Exactness is required. Restate every entry as written.

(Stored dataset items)
★ ★ ★

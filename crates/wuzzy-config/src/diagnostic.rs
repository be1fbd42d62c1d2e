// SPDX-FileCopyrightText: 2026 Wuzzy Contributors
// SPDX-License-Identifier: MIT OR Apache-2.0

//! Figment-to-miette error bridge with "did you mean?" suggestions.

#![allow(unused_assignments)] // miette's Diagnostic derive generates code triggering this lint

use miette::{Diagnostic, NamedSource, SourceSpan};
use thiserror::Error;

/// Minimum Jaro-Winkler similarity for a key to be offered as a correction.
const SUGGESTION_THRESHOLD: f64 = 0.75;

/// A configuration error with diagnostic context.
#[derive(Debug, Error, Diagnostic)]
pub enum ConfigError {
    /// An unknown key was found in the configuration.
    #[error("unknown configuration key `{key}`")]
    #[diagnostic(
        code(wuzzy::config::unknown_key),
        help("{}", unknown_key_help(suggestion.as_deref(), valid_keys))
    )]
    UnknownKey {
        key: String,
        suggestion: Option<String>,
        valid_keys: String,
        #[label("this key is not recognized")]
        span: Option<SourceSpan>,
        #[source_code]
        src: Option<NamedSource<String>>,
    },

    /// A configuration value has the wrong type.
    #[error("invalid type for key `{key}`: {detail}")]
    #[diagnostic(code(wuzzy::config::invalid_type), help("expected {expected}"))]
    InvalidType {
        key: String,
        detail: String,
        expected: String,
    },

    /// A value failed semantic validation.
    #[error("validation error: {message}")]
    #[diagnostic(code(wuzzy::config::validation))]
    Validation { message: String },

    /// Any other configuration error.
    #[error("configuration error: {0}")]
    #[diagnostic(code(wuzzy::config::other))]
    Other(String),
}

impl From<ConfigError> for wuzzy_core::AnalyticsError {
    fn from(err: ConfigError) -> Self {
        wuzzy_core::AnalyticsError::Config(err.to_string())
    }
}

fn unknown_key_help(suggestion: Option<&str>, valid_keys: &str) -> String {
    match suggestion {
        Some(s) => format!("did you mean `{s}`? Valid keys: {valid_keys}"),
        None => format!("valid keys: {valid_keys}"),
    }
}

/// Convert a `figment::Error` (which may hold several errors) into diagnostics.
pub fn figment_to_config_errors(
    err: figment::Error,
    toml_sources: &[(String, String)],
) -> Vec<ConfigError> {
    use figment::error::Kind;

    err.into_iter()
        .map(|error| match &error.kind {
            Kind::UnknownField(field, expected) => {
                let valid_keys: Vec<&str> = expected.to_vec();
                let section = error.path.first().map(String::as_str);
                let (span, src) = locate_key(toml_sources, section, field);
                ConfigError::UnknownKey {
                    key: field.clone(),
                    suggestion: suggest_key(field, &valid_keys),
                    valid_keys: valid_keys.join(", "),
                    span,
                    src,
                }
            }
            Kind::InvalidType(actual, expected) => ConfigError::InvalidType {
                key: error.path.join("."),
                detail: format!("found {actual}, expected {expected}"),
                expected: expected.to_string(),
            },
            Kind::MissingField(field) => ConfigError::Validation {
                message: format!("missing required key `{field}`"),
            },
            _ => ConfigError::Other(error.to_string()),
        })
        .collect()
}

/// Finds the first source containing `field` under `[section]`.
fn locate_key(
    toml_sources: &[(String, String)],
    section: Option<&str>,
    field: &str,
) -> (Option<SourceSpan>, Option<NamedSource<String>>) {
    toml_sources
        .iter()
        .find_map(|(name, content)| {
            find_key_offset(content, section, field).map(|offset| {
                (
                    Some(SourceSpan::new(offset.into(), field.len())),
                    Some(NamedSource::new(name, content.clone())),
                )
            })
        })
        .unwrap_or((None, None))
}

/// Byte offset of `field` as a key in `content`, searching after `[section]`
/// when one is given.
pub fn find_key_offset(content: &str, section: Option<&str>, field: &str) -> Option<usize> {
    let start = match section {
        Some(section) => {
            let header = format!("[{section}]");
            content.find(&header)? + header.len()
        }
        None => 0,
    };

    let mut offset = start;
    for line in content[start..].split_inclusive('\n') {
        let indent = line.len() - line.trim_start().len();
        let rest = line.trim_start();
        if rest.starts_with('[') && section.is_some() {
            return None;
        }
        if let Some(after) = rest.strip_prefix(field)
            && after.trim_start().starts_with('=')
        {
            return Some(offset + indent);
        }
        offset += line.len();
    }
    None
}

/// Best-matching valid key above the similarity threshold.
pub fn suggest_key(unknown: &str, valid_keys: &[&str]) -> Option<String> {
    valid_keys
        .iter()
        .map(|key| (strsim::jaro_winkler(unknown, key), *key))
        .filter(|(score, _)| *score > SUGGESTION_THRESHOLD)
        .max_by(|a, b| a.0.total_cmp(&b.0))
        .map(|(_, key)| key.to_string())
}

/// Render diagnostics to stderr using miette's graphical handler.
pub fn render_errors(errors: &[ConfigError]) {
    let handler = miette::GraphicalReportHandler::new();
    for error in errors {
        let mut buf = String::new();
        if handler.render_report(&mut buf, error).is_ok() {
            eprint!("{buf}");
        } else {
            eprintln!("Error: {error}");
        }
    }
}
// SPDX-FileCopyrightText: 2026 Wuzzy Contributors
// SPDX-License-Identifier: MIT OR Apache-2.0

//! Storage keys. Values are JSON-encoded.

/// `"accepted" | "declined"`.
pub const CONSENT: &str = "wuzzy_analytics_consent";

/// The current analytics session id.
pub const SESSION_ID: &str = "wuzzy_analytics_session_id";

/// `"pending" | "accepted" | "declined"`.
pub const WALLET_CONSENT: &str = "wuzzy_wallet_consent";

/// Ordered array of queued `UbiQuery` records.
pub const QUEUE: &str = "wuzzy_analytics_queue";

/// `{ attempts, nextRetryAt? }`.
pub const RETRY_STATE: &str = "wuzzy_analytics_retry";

★ ★ ★

**RESPONSE FOR THIS EXERCISE**.
filename crates/wuzzy-config/src/diagnostic.rs
repository be1fbd42d62c1d2e
// SPDX-FileCopyrightText: 2026 Wuzzy Contributors
// SPDX-License-Identifier: MIT OR Apache-2.0

//! Figment-to-miette error bridge with "did you mean?" suggestions.

#![allow(unused_assignments)] // miette's Diagnostic derive generates code triggering this lint

use miette::{Diagnostic, NamedSource, SourceSpan};
use thiserror::Error;

/// Minimum Jaro-Winkler similarity for a key to be offered as a correction.
const SUGGESTION_THRESHOLD: f64 = 0.75;

/// A configuration error with diagnostic context.
#[derive(Debug, Error, Diagnostic)]
pub enum ConfigError {
    /// An unknown key was found in the configuration.
    #[error("unknown configuration key `{key}`")]
    #[diagnostic(
        code(wuzzy::config::unknown_key),
        help("{}", unknown_key_help(suggestion.as_deref(), valid_keys))
    )]
    UnknownKey {
        key: String,
        suggestion: Option<String>,
        valid_keys: String,
        #[label("this key is not recognized")]
        span: Option<SourceSpan>,
        #[source_code]
        src: Option<NamedSource<String>>,
    },

    /// A configuration value has the wrong type.
    #[error("invalid type for key `{key}`: {detail}")]
    #[diagnostic(code(wuzzy::config::invalid_type), help("expected {expected}"))]
    InvalidType {
        key: String,
        detail: String,
        expected: String,
    },

    /// A value failed semantic validation.
    #[error("validation error: {message}")]
    #[diagnostic(code(wuzzy::config::validation))]
    Validation { message: String },

    /// Any other configuration error.
    #[error("configuration error: {0}")]
    #[diagnostic(code(wuzzy::config::other))]
    Other(String),
}

impl From<ConfigError> for wuzzy_core::AnalyticsError {
    fn from(err: ConfigError) -> Self {
        wuzzy_core::AnalyticsError::Config(err.to_string())
    }
}

fn unknown_key_help(suggestion: Option<&str>, valid_keys: &str) -> String {
    match suggestion {
        Some(s) => format!("did you mean `{s}`? Valid keys: {valid_keys}"),
        None => format!("valid keys: {valid_keys}"),
    }
}

/// Convert a `figment::Error` (which may hold several errors) into diagnostics.
pub fn figment_to_config_errors(
    err: figment::Error,
    toml_sources: &[(String, String)],
) -> Vec<ConfigError> {
    use figment::error::Kind;

    err.into_iter()
        .map(|error| match &error.kind {
            Kind::UnknownField(field, expected) => {
                let valid_keys: Vec<&str> = expected.to_vec();
                let section = error.path.first().map(String::as_str);
                let (span, src) = locate_key(toml_sources, section, field);
                ConfigError::UnknownKey {
                    key: field.clone(),
                    suggestion: suggest_key(field, &valid_keys),
                    valid_keys: valid_keys.join(", "),
                    span,
                    src,
                }
            }
            Kind::InvalidType(actual, expected) => ConfigError::InvalidType {
                key: error.path.join("."),
                detail: format!("found {actual}, expected {expected}"),
                expected: expected.to_string(),
            },
            Kind::MissingField(field) => ConfigError::Validation {
                message: format!("missing required key `{field}`"),
            },
            _ => ConfigError::Other(error.to_string()),
        })
        .collect()
}

/// Finds the first source containing `field` under `[section]`.
fn locate_key(
    toml_sources: &[(String, String)],
    section: Option<&str>,
    field: &str,
) -> (Option<SourceSpan>, Option<NamedSource<String>>) {
    toml_sources
        .iter()
        .find_map(|(name, content)| {
            find_key_offset(content, section, field).map(|offset| {
                (
                    Some(SourceSpan::new(offset.into(), field.len())),
                    Some(NamedSource::new(name, content.clone())),
                )
            })
        })
        .unwrap_or((None, None))
}

/// Byte offset of `field` as a key in `content`, searching after `[section]`
/// when one is given.
pub fn find_key_offset(content: &str, section: Option<&str>, field: &str) -> Option<usize> {
    let start = match section {
        Some(section) => {
            let header = format!("[{section}]");
            content.find(&header)? + header.len()
        }
        None => 0,
    };

    let mut offset = start;
    for line in content[start..].split_inclusive('\n') {
        let indent = line.len() - line.trim_start().len();
        let rest = line.trim_start();
        if rest.starts_with('[') && section.is_some() {
            return None;
        }
        if let Some(after) = rest.strip_prefix(field)
            && after.trim_start().starts_with('=')
        {
            return Some(offset + indent);
        }
        offset += line.len();
    }
    None
}

/// Best-matching valid key above the similarity threshold.
pub fn suggest_key(unknown: &str, valid_keys: &[&str]) -> Option<String> {
    valid_keys
        .iter()
        .map(|key| (strsim::jaro_winkler(unknown, key), *key))
        .filter(|(score, _)| *score > SUGGESTION_THRESHOLD)
        .max_by(|a, b| a.0.total_cmp(&b.0))
        .map(|(_, key)| key.to_string())
}

/// Render diagnostics to stderr using miette's graphical handler.
pub fn render_errors(errors: &[ConfigError]) {
    let handler = miette::GraphicalReportHandler::new();
    for error in errors {
        let mut buf = String::new();
        if handler.render_report(&mut buf, error).is_ok() {
            eprint!("{buf}");
        } else {
            eprintln!("Error: {error}");
        }
    }
}
// SPDX-FileCopyrightText: 2026 Wuzzy Contributors
// SPDX-License-Identifier: MIT OR Apache-2.0

//! Storage keys. Values are JSON-encoded.

/// `"accepted" | "declined"`.
pub const CONSENT: &str = "wuzzy_analytics_consent";

/// The current analytics session id.
pub const SESSION_ID: &str = "wuzzy_analytics_session_id";

/// `"pending" | "accepted" | "declined"`.
pub const WALLET_CONSENT: &str = "wuzzy_wallet_consent";

/// Ordered array of queued `UbiQuery` records.
pub const QUEUE: &str = "wuzzy_analytics_queue";

/// `{ attempts, nextRetryAt? }`.
pub const RETRY_STATE: &str = "wuzzy_analytics_retry";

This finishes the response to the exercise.